New Data Shows Income of Top 1% Has Grown 100x Faster Than Bottom 50% Since 1970 - wajdiben
https://www.commondreams.org/news/2019/12/09/staggering-new-data-shows-income-top-1-has-grown-100-times-faster-bottom-50-1970
======
awshepard
Without meaning to quibble with the numbers in the article, they point out
that the bottom 50% of income has gone up $8,000, while the top 1% has gone up
$800,000, which is indeed a 100x difference in absolute numbers. But on a
relative basis, the bottom 50% of earners' incomes have gone up 42%, and the
top 1% have gone up ~250%. Still a large difference, but not nearly as extreme
as 100x.

Is there merit to analyzing these numbers on an absolute vs. relative scale,
and/or is that beside the point?
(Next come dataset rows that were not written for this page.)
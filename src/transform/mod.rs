//! Per-source transformers
//!
//! Stateless mapping from classified raw records to fixed-schema datasets.
//! The per-source logic lives entirely in the declarative [`SourceTable`]
//! definitions; this module walks a table over the matching subset of a
//! classified batch and stamps the lineage and metadata columns
//! (`source_row_id`, `platform`, `processed_at`) on every row.
//!
//! An empty matching subset yields an empty dataset, never an error.

mod mapping;
mod sources;

pub use mapping::{extract_path, Caster, FieldMapping};
pub use sources::{
    SourceTable, ALL_TABLES, BOOKING_HOTELS, BOOKING_REVIEWS, GEOSPATIAL_ATTRACTIONS,
    TRIPADVISOR_HOTELS, TRIPADVISOR_REVIEWS,
};

use crate::classify::ClassifiedBatch;
use crate::types::{ColumnKind, ColumnSpec, Dataset, Row};
use chrono::{DateTime, SecondsFormat, Utc};
use serde_json::Value;
use tracing::info;

#[cfg(test)]
mod tests;

/// Output schema for a source table: lineage id first, mapped columns in
/// table order, metadata columns last
pub fn output_columns(table: &SourceTable) -> Vec<ColumnSpec> {
    let mut columns = Vec::with_capacity(table.fields.len() + 3);
    columns.push(ColumnSpec::new("source_row_id", ColumnKind::Integer));
    for field in table.fields {
        columns.push(ColumnSpec::new(field.target, field.cast.column_kind()));
    }
    columns.push(ColumnSpec::new("platform", ColumnKind::Text));
    columns.push(ColumnSpec::new("processed_at", ColumnKind::Timestamp));
    columns
}

/// Transform the records matching one source table into a dataset
///
/// `processed_at` is stamped from `now` for the whole batch, so re-running
/// the transform on identical input differs only in that column.
pub fn apply(table: &SourceTable, batch: &ClassifiedBatch, now: DateTime<Utc>) -> Dataset {
    let mut dataset = Dataset::empty(table.dataset, output_columns(table));
    let processed_at = now.to_rfc3339_opts(SecondsFormat::Micros, true);

    for classified in batch.of_type(table.source_type) {
        let mut row = Row::new();
        row.insert(
            "source_row_id".to_string(),
            Value::Number(classified.row_id.into()),
        );
        for field in table.fields {
            row.insert(field.target.to_string(), field.project(&classified.record));
        }
        row.insert(
            "platform".to_string(),
            Value::String(table.platform.to_string()),
        );
        row.insert(
            "processed_at".to_string(),
            Value::String(processed_at.clone()),
        );
        dataset.rows.push(row);
    }

    if dataset.is_empty() {
        info!("No {} data found", table.dataset);
    } else {
        info!("Transformed {} {} records", dataset.len(), table.dataset);
    }

    dataset
}

/// Run all five transformers over a classified batch
pub fn apply_all(batch: &ClassifiedBatch, now: DateTime<Utc>) -> Vec<Dataset> {
    ALL_TABLES
        .iter()
        .map(|table| apply(table, batch, now))
        .collect()
}
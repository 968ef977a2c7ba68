//! CLI runner - executes commands

use crate::catalog::{CatalogService, CrawlerController, LocalCatalog};
use crate::cli::commands::{Cli, Commands};
use crate::config::PipelineConfig;
use crate::error::{Error, Result};
use crate::pipeline::TransformPipeline;
use object_store::aws::AmazonS3Builder;
use object_store::ObjectStore;
use std::path::Path;
use std::sync::Arc;

/// CLI runner
pub struct Runner {
    cli: Cli,
}

impl Runner {
    /// Create a new runner
    pub fn new(cli: Cli) -> Self {
        Self { cli }
    }

    /// Run the CLI command
    pub async fn run(&self) -> Result<()> {
        match &self.cli.command {
            Commands::Verify => self.verify().await,
            Commands::Setup { report_dir } => self.setup(report_dir).await,
            Commands::Run => self.run_pipeline().await,
            Commands::Report => self.report().await,
            Commands::Validate => self.validate(),
        }
    }

    /// Load the pipeline configuration
    fn load_config(&self) -> Result<PipelineConfig> {
        PipelineConfig::from_file(&self.cli.config)
    }

    /// Build the catalog service over the configured raw zone
    ///
    /// `s3://bucket` uses the S3 backend; anything else is treated as a
    /// local directory.
    fn build_catalog(&self, config: &PipelineConfig) -> Result<Arc<dyn CatalogService>> {
        if let Some(bucket) = config.bucket.strip_prefix("s3://") {
            let store = AmazonS3Builder::from_env()
                .with_bucket_name(bucket)
                .build()
                .map_err(|e| Error::config(format!("Failed to create s3 client: {e}")))?;
            Ok(Arc::new(LocalCatalog::new(
                Arc::new(store) as Arc<dyn ObjectStore>
            )))
        } else {
            Ok(Arc::new(LocalCatalog::for_directory(&config.bucket)?))
        }
    }

    fn controller(&self) -> Result<(PipelineConfig, CrawlerController)> {
        let config = self.load_config()?;
        let service = self.build_catalog(&config)?;
        let controller = CrawlerController::new(service, config.clone());
        Ok((config, controller))
    }

    async fn verify(&self) -> Result<()> {
        let (_, controller) = self.controller()?;
        let checks = controller.verify_sources().await?;
        println!("{}", serde_json::to_string_pretty(&checks)?);
        Ok(())
    }

    async fn setup(&self, report_dir: &Path) -> Result<()> {
        let (_, controller) = self.controller()?;
        let report = controller.setup(report_dir).await?;
        println!(
            "Schema discovery completed: {} tables in '{}'",
            report.total_tables, report.database_name
        );
        Ok(())
    }

    async fn run_pipeline(&self) -> Result<()> {
        let config = self.load_config()?;
        let service = self.build_catalog(&config)?;

        // Phase 1 populates the catalog the transform phase reads from
        let controller = CrawlerController::new(service.clone(), config.clone());
        controller.ensure_database().await?;
        let handle = controller.define_crawler().await?;
        controller.run_crawler(&handle).await?;

        let pipeline = TransformPipeline::new(service, config)?;
        if pipeline.run_logged().await {
            Ok(())
        } else {
            Err(Error::Other("ETL job failed".to_string()))
        }
    }

    async fn report(&self) -> Result<()> {
        let config = self.load_config()?;
        let service = self.build_catalog(&config)?;
        let controller = CrawlerController::new(service, config);

        controller.ensure_database().await?;
        let handle = controller.define_crawler().await?;
        controller.run_crawler(&handle).await?;

        let report = controller.catalog_report().await?;
        println!("{}", serde_json::to_string_pretty(&report)?);
        Ok(())
    }

    fn validate(&self) -> Result<()> {
        let config = self.load_config()?;
        println!("Configuration OK");
        println!("  database: {}", config.database);
        println!("  bucket: {}", config.bucket);
        println!("  sources: {}", config.source_paths.len());
        println!(
            "  output: {}/{}",
            config.output.destination, config.output.stage
        );
        Ok(())
    }
}
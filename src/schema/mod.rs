//! Schema inference from raw JSON records
//!
//! Used by the local crawler to derive catalog column types from sampled
//! records. Types are rendered Hive-style (`string`, `bigint`, `double`,
//! `array<...>`, `struct<...>`) so the discovered tables read like any
//! other catalog entry.

mod inference;

pub use inference::{infer_columns, FieldType, SchemaInferrer};
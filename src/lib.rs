//! # wisata-etl
//!
//! Batch ETL pipeline for multi-source tourism datasets.
//!
//! Two independent phases share only configuration:
//!
//! 1. **Catalog setup** - verify the raw JSON sources exist, ensure the
//!    metadata database, define and run a crawler to discover table
//!    schemas, and emit a JSON catalog report.
//! 2. **Transform pipeline** - read the cataloged records as one unified
//!    record set, classify each record by field presence, apply per-source
//!    declarative transforms, compute hotel-to-attraction distances within
//!    10 km, aggregate summary statistics, and persist every dataset as
//!    Parquet partitioned by platform.
//!
//! ## Quick Start
//!
//! ```rust,ignore
//! use std::sync::Arc;
//! use wisata_etl::catalog::{CrawlerController, LocalCatalog};
//! use wisata_etl::config::PipelineConfig;
//! use wisata_etl::pipeline::TransformPipeline;
//! use wisata_etl::Result;
//!
//! #[tokio::main]
//! async fn main() -> Result<()> {
//!     let config = PipelineConfig::from_file("pipeline.yaml")?;
//!     let catalog = Arc::new(LocalCatalog::for_directory(&config.bucket)?);
//!
//!     // Phase 1: schema discovery
//!     let controller = CrawlerController::new(catalog.clone(), config.clone());
//!     controller.setup(".").await?;
//!
//!     // Phase 2: transform
//!     let pipeline = TransformPipeline::new(catalog, config)?;
//!     let summary = pipeline.run().await?;
//!     println!("{} records processed", summary.record_count);
//!
//!     Ok(())
//! }
//! ```
//!
//! ## Architecture
//!
//! ```text
//! ┌──────────────────────────────────────────────────────────────┐
//! │                      Catalog Setup                           │
//! │  verify sources → ensure database → define crawler →         │
//! │  run crawler (poll to READY/STOPPED) → catalog report        │
//! └──────────────────────────────────────────────────────────────┘
//!                              │ discovered tables
//! ┌──────────────────────────────────────────────────────────────┐
//! │                    Transform Pipeline                        │
//! │  classify → per-source transforms → distance join →          │
//! │  statistics → partitioned Parquet                            │
//! └──────────────────────────────────────────────────────────────┘
//! ```

#![warn(clippy::all)]
#![warn(clippy::pedantic)]
#![allow(clippy::module_name_repetitions)]
#![allow(clippy::must_use_candidate)]
#![allow(clippy::missing_errors_doc)]
#![allow(clippy::missing_panics_doc)]
#![allow(clippy::doc_markdown)]
#![allow(clippy::cast_possible_truncation)]
#![allow(clippy::cast_sign_loss)]
#![allow(clippy::cast_precision_loss)]
#![allow(clippy::cast_lossless)]

// ============================================================================
// Module declarations
// ============================================================================

/// Error types for the pipeline
pub mod error;

/// Common types and the dataset model
pub mod types;

/// Pipeline configuration
pub mod config;

/// Catalog and crawler orchestration
pub mod catalog;

/// Schema inference from raw JSON records
pub mod schema;

/// Record classification
pub mod classify;

/// Per-source declarative transformers
pub mod transform;

/// Hotel-to-attraction distance computation
pub mod geo;

/// Summary statistics
pub mod stats;

/// Columnar output (Arrow/Parquet)
pub mod output;

/// Transform pipeline orchestration
pub mod pipeline;

/// Command-line interface
pub mod cli;

// ============================================================================
// Re-exports
// ============================================================================

pub use error::{Error, Result};
pub use types::*;

/// Crate version
pub const VERSION: &str = env!("CARGO_PKG_VERSION");

/// Crate name
pub const NAME: &str = env!("CARGO_PKG_NAME");
//! Integration tests for resolving definitions against the built-in
//! registry: every configuration error must surface at resolve time,
//! before anything external would run.

use mapforge_backends::default_registry;
use mapforge_core::{Definition, Error, RemoteSink};

const FULL_DEFINITION: &str = r#"
name: Survival world
world: /srv/worlds/survival
dest: /srv/www/maps/survival
tasks:
  - --dim: overworld
spreadsheet:
  type: gsheet
  id: sheet-id
  key: not-a-real-key
  dimensions:
    overworld:
      id: 0
      name: Players!A2:A
      position: Players!B2:D
remote:
  type: rsync
  ip: maps.example.net
  path: volume/maps/survival
webhook:
  type: discord
  url: https://discord.test/webhook
  link: https://maps.example.net/survival/
"#;

#[test]
fn test_full_definition_resolves() {
    let registry = default_registry();
    let defi = Definition::from_yaml(FULL_DEFINITION).unwrap();
    defi.resolve(&registry).unwrap();

    assert!(defi.spreadsheet().is_some());
    assert!(defi.remote().is_some());
    assert!(defi.webhook().is_some());
}

#[test]
fn test_resolution_binds_owner() {
    let registry = default_registry();
    let defi = Definition::from_yaml(FULL_DEFINITION).unwrap();
    defi.resolve(&registry).unwrap();

    let remote = defi.remote().unwrap();
    let context = remote.owner().resolve(None).unwrap();
    assert_eq!(context.name.as_deref(), Some("Survival world"));
}

#[test]
fn test_unknown_spreadsheet_type_fails_at_resolve() {
    let registry = default_registry();
    let defi = Definition::from_yaml(
        "world: /w\ndest: /d\nspreadsheet:\n  type: excel\n",
    )
    .unwrap();

    let err = defi.resolve(&registry).unwrap_err();
    assert!(matches!(
        err,
        Error::UnknownExtensionType { capability: "spreadsheet", tag } if tag == "excel"
    ));
}

#[test]
fn test_invalid_rsync_path_fails_at_resolve() {
    let registry = default_registry();
    let defi = Definition::from_yaml(
        "world: /w\ndest: /d\nremote:\n  type: rsync\n  ip: host\n  path: \"bad:path\"\n",
    )
    .unwrap();
    assert!(defi.resolve(&registry).is_err());
}

#[test]
fn test_missing_discord_fields_fail_at_resolve() {
    let registry = default_registry();
    let defi = Definition::from_yaml(
        "world: /w\ndest: /d\nwebhook:\n  type: discord\n  url: https://discord.test/webhook\n",
    )
    .unwrap();
    // `link` is mandatory
    assert!(defi.resolve(&registry).is_err());
}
Does it miss the point if analysis like this
doesn't also look at the cost/standard of living in those time periods too?
E.g. if a particular standard of living that cost $19k in 1970 (manageable in
the bottom 50%) now costs $21k, that's a great boon, but if it now costs $30k,
that's probably a bad sign.

------
cmdshiftf4
Not to sound defeatist, but we've now an endless amount of charts pointing to
the significant changes that came as a result of political and economic
decisions made in the 70s, including their effect on income and wealth
inequality, and what has come from it?

We've had revelation after revelation in not only this regard, but also the
exposure of the gaming of tax/visa/migration/residency/etc. laws to shelter
the gains from those changes in an untouchable manner, and what has come from
those?

What do we, as a society, want to do about this? What can we do about it? What
are the side effects possible from any actions taken on it? Therefore, what
will we do about it?

The answer is likely not much. We might elect someone Sanders-esque, but the
result will be the middle earner taking a further pummeling. Eat the rich?
Revolt? They're untouchable. There's a reason many have been building or
acquiring elaborate "fall out" shelters in remote areas of New Zealand and
elsewhere. It'd also probably be met with economic and societal collapse, and
all that hidden money would come back to scoop up the deals in the remains.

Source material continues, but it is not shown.